JARGONBUSTING Part 1 - Equities, Bonds and Dividends
Do you know your ISA’s from your JISA’s? Your SIPPs from your SSAS? Or is it all Greek to you?
There is a lot of jargon out there which can leave you feeling confused, here we explain some of the most common terms in investment to help you begin your investing journey.
Equities are shares in a company, the ownership of which typically gives the holder the entitlement to dividends (more on these later) and voting rights on matters of company corporate policy. You can achieve growth on your investments through increases in a company’s share price, which are driven by factors such as company announcements, market sentiment or news and the receipt of dividends. Over time, equities have tended to achieve higher rates of return than other asset classes, but, and this is a big but, you must be able to take on a greater amount of risk and they are not recommended for shorter-term investment horizons.
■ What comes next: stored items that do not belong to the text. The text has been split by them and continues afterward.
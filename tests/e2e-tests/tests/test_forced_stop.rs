//! Scenario: a service that ignores SIGTERM is killed after the retry budget.

use e2e_tests::assertions::*;
use e2e_tests::{run_scenario, TestConfigOptions, TestEnv};
use keeper_supervisor::StopOutcome;
use std::path::Path;
use std::time::{Duration, Instant};

#[tokio::test]
async fn test_forced_stop() {
    run_scenario("Forced Stop", || async {
        let env = TestEnv::new(
            Path::new(env!("CARGO_BIN_EXE_fakesvc")),
            TestConfigOptions {
                fakesvc_args: vec!["--ignore-sigterm".to_string()],
                stop_retries: 5,
                stop_backoff_ms: 100,
                ..Default::default()
            },
        );
        let supervisor = env.supervisor();

        println!("Step 1: Starting SIGTERM-ignoring service...");
        let handle = supervisor
            .start()
            .await
            .map_err(|e| format!("start failed: {}", e))?;
        println!("✓ Started (PID {})\n", handle.pid);

        println!("Step 2: Stopping...");
        let started = Instant::now();
        let outcome = supervisor
            .stop()
            .await
            .map_err(|e| format!("stop failed: {}", e))?;
        let elapsed = started.elapsed();

        if outcome != (StopOutcome::Forced { pid: handle.pid }) {
            return Err(format!("expected forced stop, got {:?}", outcome));
        }
        if elapsed < Duration::from_millis(500) {
            return Err(format!("SIGKILL sent before the retry budget ({:?})", elapsed));
        }
        assert_process_gone(handle.pid)?;
        assert_no_pid_file(&env)?;
        assert_log_contains(&env.paths().log_file, "ignoring as requested")?;
        println!("✓ Force-killed after {:?}\n", elapsed);

        Ok(())
    })
    .await;
}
Put simply, bonds are a form of debt. They are issued by governments and companies as a way to borrow money from you, the investor. As the holder (buyer) of the bond you are entitled to receive interest for lending the money and the amount you lent back at a later date, known as the maturity date. Government bonds are known as gilts in the UK and are money which you lend to the government. As the government is unlikely to default on their repayment of the money you lent to them, gilts are known as low risk investments.
There are two ways of making money from shares (equities) the first is an increase in the share price, the second is through the receipt of dividends. Dividends are payments to shareholders from the company profits. They are typically paid twice a year and the dividend payment received will be greater the more shares you hold.
This guest blog post was written for the Female Investor Network by Alice Wright and Rebecca Jones at Investec Wealth and Investment.